Write out every record again, exactly.

++++ Task input ++++

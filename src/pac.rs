// Copyright 2023 The stm32g491-hal authors.
//
// SPDX-License-Identifier: MIT OR Apache-2.0

//! Register map for the peripherals this crate drives
//!
//! Layouts and base addresses follow the STM32G4 reference manual (RM0440). Every register is a
//! [`Reg`], so a block can live either at its fixed hardware address or in ordinary memory for
//! tests.

use vcell::VolatileCell;

/// A 32-bit memory-mapped register
pub type Reg = VolatileCell<u32>;

/// Base address of GPIOA; the other ports follow at [`GPIO_STRIDE`] intervals
pub const GPIO_BASE: usize = 0x4800_0000;

/// Distance between consecutive GPIO port blocks
pub const GPIO_STRIDE: usize = 0x400;

/// Base address of the reset and clock control block
pub const RCC_BASE: usize = 0x4002_1000;

/// General purpose I/O port (RM0440 9.4)
pub mod gpio {
    use super::Reg;
    use vcell::VolatileCell;

    #[repr(C)]
    pub struct RegisterBlock {
        /// 0x00 - mode
        pub moder: Reg,
        /// 0x04 - output type
        pub otyper: Reg,
        /// 0x08 - output speed
        pub ospeedr: Reg,
        /// 0x0C - pull-up/pull-down
        pub pupdr: Reg,
        /// 0x10 - input data
        pub idr: Reg,
        /// 0x14 - output data
        pub odr: Reg,
        /// 0x18 - bit set/reset
        pub bsrr: Reg,
        /// 0x1C - configuration lock
        pub lckr: Reg,
        /// 0x20 - alternate function low (pins 0-7) and high (pins 8-15)
        pub afr: [Reg; 2],
        /// 0x28 - bit reset
        pub brr: Reg,
    }

    impl RegisterBlock {
        /// A block with every register zeroed, for use outside the hardware address space.
        pub const fn new() -> Self {
            Self {
                moder: VolatileCell::new(0),
                otyper: VolatileCell::new(0),
                ospeedr: VolatileCell::new(0),
                pupdr: VolatileCell::new(0),
                idr: VolatileCell::new(0),
                odr: VolatileCell::new(0),
                bsrr: VolatileCell::new(0),
                lckr: VolatileCell::new(0),
                afr: [VolatileCell::new(0), VolatileCell::new(0)],
                brr: VolatileCell::new(0),
            }
        }

        /// Alternate function register holding `pin`, and the pin's 4-bit slot within it.
        ///
        /// Pins 0-7 live in `AFR[0]`, pins 8-15 in `AFR[1]` at slot `pin - 8`.
        #[inline]
        pub fn afr(&self, pin: u8) -> (&Reg, u8) {
            if pin < 8 {
                (&self.afr[0], pin)
            } else {
                (&self.afr[1], pin - 8)
            }
        }
    }

    impl Default for RegisterBlock {
        fn default() -> Self {
            Self::new()
        }
    }
}

/// Reset and clock control (RM0440 7.4)
pub mod rcc {
    use super::Reg;
    use vcell::VolatileCell;

    #[repr(C)]
    pub struct RegisterBlock {
        /// 0x00 - clock control
        pub cr: Reg,
        /// 0x04 - internal clock sources calibration
        pub icscr: Reg,
        /// 0x08 - clock configuration
        pub cfgr: Reg,
        /// 0x0C - PLL configuration
        pub pllcfgr: Reg,
        _reserved0: [Reg; 2],
        /// 0x18 - clock interrupt enable
        pub cier: Reg,
        /// 0x1C - clock interrupt flag
        pub cifr: Reg,
        /// 0x20 - clock interrupt clear
        pub cicr: Reg,
        _reserved1: Reg,
        /// 0x28 - AHB1 peripheral reset
        pub ahb1rstr: Reg,
        /// 0x2C - AHB2 peripheral reset
        pub ahb2rstr: Reg,
        /// 0x30 - AHB3 peripheral reset
        pub ahb3rstr: Reg,
        _reserved2: Reg,
        /// 0x38 - APB1 peripheral reset 1
        pub apb1rstr1: Reg,
        /// 0x3C - APB1 peripheral reset 2
        pub apb1rstr2: Reg,
        /// 0x40 - APB2 peripheral reset
        pub apb2rstr: Reg,
        _reserved3: Reg,
        /// 0x48 - AHB1 peripheral clock enable
        pub ahb1enr: Reg,
        /// 0x4C - AHB2 peripheral clock enable; bits 0-6 gate GPIOA-GPIOG
        pub ahb2enr: Reg,
        /// 0x50 - AHB3 peripheral clock enable
        pub ahb3enr: Reg,
        _reserved4: Reg,
        /// 0x58 - APB1 peripheral clock enable 1
        pub apb1enr1: Reg,
        /// 0x5C - APB1 peripheral clock enable 2
        pub apb1enr2: Reg,
        /// 0x60 - APB2 peripheral clock enable
        pub apb2enr: Reg,
        _reserved5: Reg,
        /// 0x68 - AHB1 clock enable in sleep and stop modes
        pub ahb1smenr: Reg,
        /// 0x6C - AHB2 clock enable in sleep and stop modes
        pub ahb2smenr: Reg,
        /// 0x70 - AHB3 clock enable in sleep and stop modes
        pub ahb3smenr: Reg,
        _reserved6: Reg,
        /// 0x78 - APB1 clock enable in sleep and stop modes 1
        pub apb1smenr1: Reg,
        /// 0x7C - APB1 clock enable in sleep and stop modes 2
        pub apb1smenr2: Reg,
        /// 0x80 - APB2 clock enable in sleep and stop modes
        pub apb2smenr: Reg,
        _reserved7: Reg,
        /// 0x88 - peripherals independent clock configuration
        pub ccipr: Reg,
        _reserved8: Reg,
        /// 0x90 - backup domain control
        pub bdcr: Reg,
        /// 0x94 - control and status
        pub csr: Reg,
        /// 0x98 - clock recovery RC
        pub crrcr: Reg,
        /// 0x9C - peripherals independent clock configuration 2
        pub ccipr2: Reg,
    }

    impl RegisterBlock {
        /// A block with every register zeroed, for use outside the hardware address space.
        pub const fn new() -> Self {
            Self {
                cr: VolatileCell::new(0),
                icscr: VolatileCell::new(0),
                cfgr: VolatileCell::new(0),
                pllcfgr: VolatileCell::new(0),
                _reserved0: [VolatileCell::new(0), VolatileCell::new(0)],
                cier: VolatileCell::new(0),
                cifr: VolatileCell::new(0),
                cicr: VolatileCell::new(0),
                _reserved1: VolatileCell::new(0),
                ahb1rstr: VolatileCell::new(0),
                ahb2rstr: VolatileCell::new(0),
                ahb3rstr: VolatileCell::new(0),
                _reserved2: VolatileCell::new(0),
                apb1rstr1: VolatileCell::new(0),
                apb1rstr2: VolatileCell::new(0),
                apb2rstr: VolatileCell::new(0),
                _reserved3: VolatileCell::new(0),
                ahb1enr: VolatileCell::new(0),
                ahb2enr: VolatileCell::new(0),
                ahb3enr: VolatileCell::new(0),
                _reserved4: VolatileCell::new(0),
                apb1enr1: VolatileCell::new(0),
                apb1enr2: VolatileCell::new(0),
                apb2enr: VolatileCell::new(0),
                _reserved5: VolatileCell::new(0),
                ahb1smenr: VolatileCell::new(0),
                ahb2smenr: VolatileCell::new(0),
                ahb3smenr: VolatileCell::new(0),
                _reserved6: VolatileCell::new(0),
                apb1smenr1: VolatileCell::new(0),
                apb1smenr2: VolatileCell::new(0),
                apb2smenr: VolatileCell::new(0),
                _reserved7: VolatileCell::new(0),
                ccipr: VolatileCell::new(0),
                _reserved8: VolatileCell::new(0),
                bdcr: VolatileCell::new(0),
                csr: VolatileCell::new(0),
                crrcr: VolatileCell::new(0),
                ccipr2: VolatileCell::new(0),
            }
        }
    }

    impl Default for RegisterBlock {
        fn default() -> Self {
            Self::new()
        }
    }
}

++++

Result of this exercise
filename src/pac.rs
// Copyright 2023 The stm32g491-hal authors.
//
// SPDX-License-Identifier: MIT OR Apache-2.0

//! Register map for the peripherals this crate drives
//!
//! Layouts and base addresses follow the STM32G4 reference manual (RM0440). Every register is a
//! [`Reg`], so a block can live either at its fixed hardware address or in ordinary memory for
//! tests.

use vcell::VolatileCell;

/// A 32-bit memory-mapped register
pub type Reg = VolatileCell<u32>;

/// Base address of GPIOA; the other ports follow at [`GPIO_STRIDE`] intervals
pub const GPIO_BASE: usize = 0x4800_0000;

/// Distance between consecutive GPIO port blocks
pub const GPIO_STRIDE: usize = 0x400;

/// Base address of the reset and clock control block
pub const RCC_BASE: usize = 0x4002_1000;

/// General purpose I/O port (RM0440 9.4)
pub mod gpio {
    use super::Reg;
    use vcell::VolatileCell;

    #[repr(C)]
    pub struct RegisterBlock {
        /// 0x00 - mode
        pub moder: Reg,
        /// 0x04 - output type
        pub otyper: Reg,
        /// 0x08 - output speed
        pub ospeedr: Reg,
        /// 0x0C - pull-up/pull-down
        pub pupdr: Reg,
        /// 0x10 - input data
        pub idr: Reg,
        /// 0x14 - output data
        pub odr: Reg,
        /// 0x18 - bit set/reset
        pub bsrr: Reg,
        /// 0x1C - configuration lock
        pub lckr: Reg,
        /// 0x20 - alternate function low (pins 0-7) and high (pins 8-15)
        pub afr: [Reg; 2],
        /// 0x28 - bit reset
        pub brr: Reg,
    }

    impl RegisterBlock {
        /// A block with every register zeroed, for use outside the hardware address space.
        pub const fn new() -> Self {
            Self {
                moder: VolatileCell::new(0),
                otyper: VolatileCell::new(0),
                ospeedr: VolatileCell::new(0),
                pupdr: VolatileCell::new(0),
                idr: VolatileCell::new(0),
                odr: VolatileCell::new(0),
                bsrr: VolatileCell::new(0),
                lckr: VolatileCell::new(0),
                afr: [VolatileCell::new(0), VolatileCell::new(0)],
                brr: VolatileCell::new(0),
            }
        }

        /// Alternate function register holding `pin`, and the pin's 4-bit slot within it.
        ///
        /// Pins 0-7 live in `AFR[0]`, pins 8-15 in `AFR[1]` at slot `pin - 8`.
        #[inline]
        pub fn afr(&self, pin: u8) -> (&Reg, u8) {
            if pin < 8 {
                (&self.afr[0], pin)
            } else {
                (&self.afr[1], pin - 8)
            }
        }
    }

    impl Default for RegisterBlock {
        fn default() -> Self {
            Self::new()
        }
    }
}

/// Reset and clock control (RM0440 7.4)
pub mod rcc {
    use super::Reg;
    use vcell::VolatileCell;

    #[repr(C)]
    pub struct RegisterBlock {
        /// 0x00 - clock control
        pub cr: Reg,
        /// 0x04 - internal clock sources calibration
        pub icscr: Reg,
        /// 0x08 - clock configuration
        pub cfgr: Reg,
        /// 0x0C - PLL configuration
        pub pllcfgr: Reg,
        _reserved0: [Reg; 2],
        /// 0x18 - clock interrupt enable
        pub cier: Reg,
        /// 0x1C - clock interrupt flag
        pub cifr: Reg,
        /// 0x20 - clock interrupt clear
        pub cicr: Reg,
        _reserved1: Reg,
        /// 0x28 - AHB1 peripheral reset
        pub ahb1rstr: Reg,
        /// 0x2C - AHB2 peripheral reset
        pub ahb2rstr: Reg,
        /// 0x30 - AHB3 peripheral reset
        pub ahb3rstr: Reg,
        _reserved2: Reg,
        /// 0x38 - APB1 peripheral reset 1
        pub apb1rstr1: Reg,
        /// 0x3C - APB1 peripheral reset 2
        pub apb1rstr2: Reg,
        /// 0x40 - APB2 peripheral reset
        pub apb2rstr: Reg,
        _reserved3: Reg,
        /// 0x48 - AHB1 peripheral clock enable
        pub ahb1enr: Reg,
        /// 0x4C - AHB2 peripheral clock enable; bits 0-6 gate GPIOA-GPIOG
        pub ahb2enr: Reg,
        /// 0x50 - AHB3 peripheral clock enable
        pub ahb3enr: Reg,
        _reserved4: Reg,
        /// 0x58 - APB1 peripheral clock enable 1
        pub apb1enr1: Reg,
        /// 0x5C - APB1 peripheral clock enable 2
        pub apb1enr2: Reg,
        /// 0x60 - APB2 peripheral clock enable
        pub apb2enr: Reg,
        _reserved5: Reg,
        /// 0x68 - AHB1 clock enable in sleep and stop modes
        pub ahb1smenr: Reg,
        /// 0x6C - AHB2 clock enable in sleep and stop modes
        pub ahb2smenr: Reg,
        /// 0x70 - AHB3 clock enable in sleep and stop modes
        pub ahb3smenr: Reg,
        _reserved6: Reg,
        /// 0x78 - APB1 clock enable in sleep and stop modes 1
        pub apb1smenr1: Reg,
        /// 0x7C - APB1 clock enable in sleep and stop modes 2
        pub apb1smenr2: Reg,
        /// 0x80 - APB2 clock enable in sleep and stop modes
        pub apb2smenr: Reg,
        _reserved7: Reg,
        /// 0x88 - peripherals independent clock configuration
        pub ccipr: Reg,
        _reserved8: Reg,
        /// 0x90 - backup domain control
        pub bdcr: Reg,
        /// 0x94 - control and status
        pub csr: Reg,
        /// 0x98 - clock recovery RC
        pub crrcr: Reg,
        /// 0x9C - peripherals independent clock configuration 2
        pub ccipr2: Reg,
    }

    impl RegisterBlock {
        /// A block with every register zeroed, for use outside the hardware address space.
        pub const fn new() -> Self {
            Self {
                cr: VolatileCell::new(0),
                icscr: VolatileCell::new(0),
                cfgr: VolatileCell::new(0),
                pllcfgr: VolatileCell::new(0),
                _reserved0: [VolatileCell::new(0), VolatileCell::new(0)],
                cier: VolatileCell::new(0),
                cifr: VolatileCell::new(0),
                cicr: VolatileCell::new(0),
                _reserved1: VolatileCell::new(0),
                ahb1rstr: VolatileCell::new(0),
                ahb2rstr: VolatileCell::new(0),
                ahb3rstr: VolatileCell::new(0),
                _reserved2: VolatileCell::new(0),
                apb1rstr1: VolatileCell::new(0),
                apb1rstr2: VolatileCell::new(0),
                apb2rstr: VolatileCell::new(0),
                _reserved3: VolatileCell::new(0),
                ahb1enr: VolatileCell::new(0),
                ahb2enr: VolatileCell::new(0),
                ahb3enr: VolatileCell::new(0),
                _reserved4: VolatileCell::new(0),
                apb1enr1: VolatileCell::new(0),
                apb1enr2: VolatileCell::new(0),
                apb2enr: VolatileCell::new(0),
                _reserved5: VolatileCell::new(0),
                ahb1smenr: VolatileCell::new(0),
                ahb2smenr: VolatileCell::new(0),
                ahb3smenr: VolatileCell::new(0),
                _reserved6: VolatileCell::new(0),
                apb1smenr1: VolatileCell::new(0),
                apb1smenr2: VolatileCell::new(0),
                apb2smenr: VolatileCell::new(0),
                _reserved7: VolatileCell::new(0),
                ccipr: VolatileCell::new(0),
                _reserved8: VolatileCell::new(0),
                bdcr: VolatileCell::new(0),
                csr: VolatileCell::new(0),
                crrcr: VolatileCell::new(0),
                ccipr2: VolatileCell::new(0),
            }
        }
    }

    impl Default for RegisterBlock {
        fn default() -> Self {
            Self::new()
        }
    }
}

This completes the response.